Run the API with **uv** (or your preferred tool):

```bash
git clone <repository-url> doc-Audi-ai
cd doc-Audi-ai
cp .env.example .env
uv sync
ollama pull llama3.1:8b
ollama pull nomic-embed-text
uv run uvicorn api.main:app --host 0.0.0.0 --port 8000 --reload

uv run uvicorn api.main:app --host 0.0.0.0 --port 8000 --reload --reload-dir api --reload-dir storage
```

Optional UI:

```bash
uv run streamlit run streamlit_app.py --server.port 8501 --server.address 0.0.0.0
```

## API overview

| Method | Path | Description |
|--------|------|-------------|
| GET | `/health` | Liveness; returns configured app name and version |
| POST | `/ingest/upload` | Multipart **`files`** (one or more); queues background ingest job |
| POST | `/ingest/url` | JSON **`urls`** array (1–100); download and queue ingest |
| GET | `/ingest/collections` | Lists collections with **`document_count`** and optional **`created_at`** |
| DELETE | `/ingest/collection/{collection_name}` | Drops a collection; returns **`documents_removed`** |
| GET | `/jobs` | Lists jobs with **`total`** count |
| GET | `/jobs/{job_id}` | Job status with **`progress_percent`**, file counters, timestamps, **`errors`** |
| POST | `/query/ask` | Grounded answer; request includes **`top_k`**, **`user_id`** |
| POST | `/query/summarise` | Collection summary; distinct response shape (`summary`, `document_count`, …) |
| POST | `/query` | Legacy alias of **`/query/ask`** |
| GET | `/audit/logs` | Filterable audit index (`user_id`, `from_date`, `to_date`, pagination) |
| GET | `/audit/logs/{query_id}` | Full stored answer and citations for one query |

Interactive docs: `http://localhost:8000/docs`.

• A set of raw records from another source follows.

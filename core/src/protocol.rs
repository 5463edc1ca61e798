//! Master/worker wire protocol
//!
//! Every message travels inside an [`Envelope`] carrying the protocol
//! version, the sending worker's id and a per-link sequence number. Each side
//! numbers its own envelopes from 1 and the receiver drops anything that does
//! not increase.

use serde::{Deserialize, Serialize};

use crate::error::{ErrorKind, RunError, RunResult};
use crate::runner::RunState;
use crate::stats::StatsDelta;

/// Version written into every envelope
pub const PROTOCOL_VERSION: u32 = 1;

/// Control and reporting messages
#[derive(Debug, Clone, PartialEq, Serialize, Deserialize)]
#[serde(tag = "type", rename_all = "snake_case")]
pub enum Message {
    /// Worker announces itself; first message on every link
    Register,
    /// Liveness plus the sender's state
    ///
    /// From the master `user_count` is the worker's current share.
    Heartbeat {
        /// Sender state
        state: RunState,
        /// Users running (worker) or assigned (master)
        user_count: usize,
    },
    /// Stats recorded by a worker since its last report
    Stats {
        /// Drained worker stats
        delta: StatsDelta,
    },
    /// Ramp to `target_count` users at `spawn_rate` users per second
    Spawn {
        /// Users for this worker
        target_count: usize,
        /// Spawn rate for this worker
        spawn_rate: f64,
    },
    /// Stop every user
    Stop,
    /// Stop and disconnect
    Quit,
    /// Release run resources
    Cleanup,
    /// Cleanup finished
    CleanupAck,
    /// Registration accepted
    Ack,
    /// Fatal error that ended the worker's run
    Error {
        /// Error classification
        kind: ErrorKind,
        /// Error description
        message: String,
    },
}

impl Message {
    /// Error message describing `err`
    pub fn error(err: &RunError) -> Self {
        Message::Error {
            kind: err.kind,
            message: err.message.clone(),
        }
    }

    /// Message type as written on the wire
    pub fn kind(&self) -> &'static str {
        match self {
            Message::Register => "register",
            Message::Heartbeat { .. } => "heartbeat",
            Message::Stats { .. } => "stats",
            Message::Spawn { .. } => "spawn",
            Message::Stop => "stop",
            Message::Quit => "quit",
            Message::Cleanup => "cleanup",
            Message::CleanupAck => "cleanup_ack",
            Message::Ack => "ack",
            Message::Error { .. } => "error",
        }
    }
}

/// One framed message
#[derive(Debug, Clone, PartialEq, Serialize, Deserialize)]
pub struct Envelope {
    /// Protocol version
    pub version: u32,
    /// Sender sequence number, strictly increasing per link
    pub seq: u64,
    /// Worker this link belongs to
    pub worker_id: String,
    /// Payload
    pub message: Message,
}

impl Envelope {
    /// Wrap `message` with the current protocol version
    pub fn new(seq: u64, worker_id: impl Into<String>, message: Message) -> Self {
        Self {
            version: PROTOCOL_VERSION,
            seq,
            worker_id: worker_id.into(),
            message,
        }
    }

    /// Serialize to a single JSON line, without the trailing newline
    pub fn encode(&self) -> RunResult<String> {
        Ok(serde_json::to_string(self)?)
    }

    /// Parse and version-check one frame
    pub fn decode(frame: &str) -> RunResult<Self> {
        let envelope: Envelope = serde_json::from_str(frame.trim_end())?;
        if envelope.version != PROTOCOL_VERSION {
            return Err(RunError::protocol(format!(
                "unsupported protocol version {} (expected {PROTOCOL_VERSION})",
                envelope.version
            )));
        }
        Ok(envelope)
    }
}

/// Hands out sequence numbers for one sender
#[derive(Debug, Default)]
pub struct SequenceCounter {
    last: u64,
}

impl SequenceCounter {
    /// Start at zero; the first envelope gets 1
    pub fn new() -> Self {
        Self::default()
    }

    /// Next sequence number
    pub fn next_seq(&mut self) -> u64 {
        self.last += 1;
        self.last
    }
}

/// Rejects envelopes that do not advance the sender's sequence
#[derive(Debug, Default)]
pub struct SequenceTracker {
    last: Option<u64>,
}

impl SequenceTracker {
    /// Tracker that accepts any first sequence number
    pub fn new() -> Self {
        Self::default()
    }

    /// Accept `seq` if it is above every sequence seen so far
    pub fn check(&mut self, seq: u64) -> RunResult<()> {
        match self.last {
            Some(last) if seq <= last => Err(RunError::protocol(format!(
                "out-of-order envelope: seq {seq} after {last}"
            ))),
            _ => {
                self.last = Some(seq);
                Ok(())
            }
        }
    }

    /// Highest accepted sequence number
    pub fn last(&self) -> Option<u64> {
        self.last
    }
}

#[cfg(test)]
mod tests {
    use super::*;
    use crate::events::RequestEvent;
    use crate::stats::RequestStats;

    #[test]
    fn test_message_wire_format() {
        let envelope = Envelope::new(
            7,
            "worker-1",
            Message::Spawn {
                target_count: 5,
                spawn_rate: 2.5,
            },
        );
        let json: serde_json::Value = serde_json::from_str(&envelope.encode().unwrap()).unwrap();

        assert_eq!(json["version"], PROTOCOL_VERSION);
        assert_eq!(json["seq"], 7);
        assert_eq!(json["worker_id"], "worker-1");
        assert_eq!(json["message"]["type"], "spawn");
        assert_eq!(json["message"]["target_count"], 5);
    }

    #[test]
    fn test_unit_variants_carry_only_type() {
        let frame = Envelope::new(1, "w", Message::CleanupAck).encode().unwrap();
        assert!(frame.contains(r#""message":{"type":"cleanup_ack"}"#));
        assert_eq!(Message::CleanupAck.kind(), "cleanup_ack");
    }

    #[test]
    fn test_stats_message_survives_the_wire() {
        let stats = RequestStats::default();
        stats.record(&RequestEvent::new("GET", "/a").with_response_time(12.0));
        stats.record(&RequestEvent::new("GET", "/a").with_exception("boom"));

        let sent = stats.take_delta();
        assert!(!sent.entries[0].reqs_per_sec.is_empty());
        let frame = Envelope::new(3, "w", Message::Stats { delta: sent.clone() })
            .encode()
            .unwrap();

        let decoded = Envelope::decode(&frame).unwrap();
        let Message::Stats { delta } = decoded.message else {
            panic!("expected stats message");
        };
        assert_eq!(delta, sent);
        let master = RequestStats::default();
        master.merge_delta(&delta);
        assert_eq!(master.total_requests(), 2);
        assert_eq!(master.total_failures(), 1);
    }

    #[test]
    fn test_error_message_keeps_kind() {
        let message = Message::error(&RunError::spawn("factory exploded"));
        let frame = Envelope::new(2, "w", message.clone()).encode().unwrap();
        assert!(frame.contains(r#""kind":"spawn""#));
        assert_eq!(Envelope::decode(&frame).unwrap().message, message);
    }

    #[test]
    fn test_decode_rejects_other_versions() {
        let frame = r#"{"version":2,"seq":1,"worker_id":"w","message":{"type":"stop"}}"#;
        let err = Envelope::decode(frame).unwrap_err();
        assert_eq!(err.kind, ErrorKind::Protocol);
    }

    #[test]
    fn test_decode_rejects_garbage() {
        let err = Envelope::decode("not json\n").unwrap_err();
        assert_eq!(err.kind, ErrorKind::Protocol);
    }

    #[test]
    fn test_sequence_tracker_rejects_replays() {
        let mut tracker = SequenceTracker::new();
        assert!(tracker.check(1).is_ok());
        assert!(tracker.check(2).is_ok());
        assert_eq!(tracker.check(2).unwrap_err().kind, ErrorKind::Protocol);
        assert!(tracker.check(1).is_err());
        assert!(tracker.check(5).is_ok());
        assert_eq!(tracker.last(), Some(5));
    }

    #[test]
    fn test_sequence_counter_starts_at_one() {
        let mut counter = SequenceCounter::new();
        assert_eq!(counter.next_seq(), 1);
        assert_eq!(counter.next_seq(), 2);
    }
}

## Sample request and response (`POST /query/ask`)

Request:

```json
{
  "question": "What were the key risk factors identified in the Q3 2023 financial report?",
  "collection_name": "default",
  "top_k": 5,
  "user_id": "analyst_001"
}
```

Response (shape; values depend on your documents and model):

```json
{
  "query_id": "uuid-string",
  "question": "What were the key risk factors identified in the Q3 2023 financial report?",
  "answer": "… grounded text with citations …",
  "sources": [
    {
      "document_name": "q3_financial_report.pdf",
      "page_number": 12,
      "chunk_text": "Key risk factors include …",
      "relevance_score": 0.91
    }
  ],
  "model_used": "llama3.1:8b",
  "tokens_used": 0,
  "response_time_ms": 1820,
  "timestamp": "2026-05-03T12:00:00Z"
}
```

## Design decisions

- **Source citations** — High-stakes review requires every substantive claim to be tied to **document name** and **page** (where available), not a free-floating model monologue.
- **Auditability** — Each ask/summarise persists **query id**, **user id**, timing, model id, token usage (when the provider exposes it), and serialized sources so regulators or counsel can reconstruct what the system returned.

## Scale note

Architecture is designed for **high-volume document ingestion** via **async background jobs** (FastAPI `BackgroundTasks`), persistent Chroma collections, and a stateless API tier that can be replicated once you add a shared vector store and job queue.

## Tests

Automated API tests use **pytest** with isolated temp databases; they do **not** require a running server or Ollama.

```bash
uv sync
uv run pytest tests/ -q
```

Full guide (commands, coverage by file, mocks vs manual smoke tests, troubleshooting): **[docs/TESTING.md](docs/TESTING.md)**.

## Configuration

See **`.env.example`**. Common variables include `LLM_PROVIDER`, Ollama/OpenAI/Anthropic keys and models, `CHROMA_PERSIST_DIRECTORY`, `AUDIT_DB_PATH`, `JOBS_DB_PATH`, and upload limits (`MAX_FILE_SIZE_MB`; **`MAX_UPLOAD_SIZE_MB`** is accepted as an alias via settings normalization).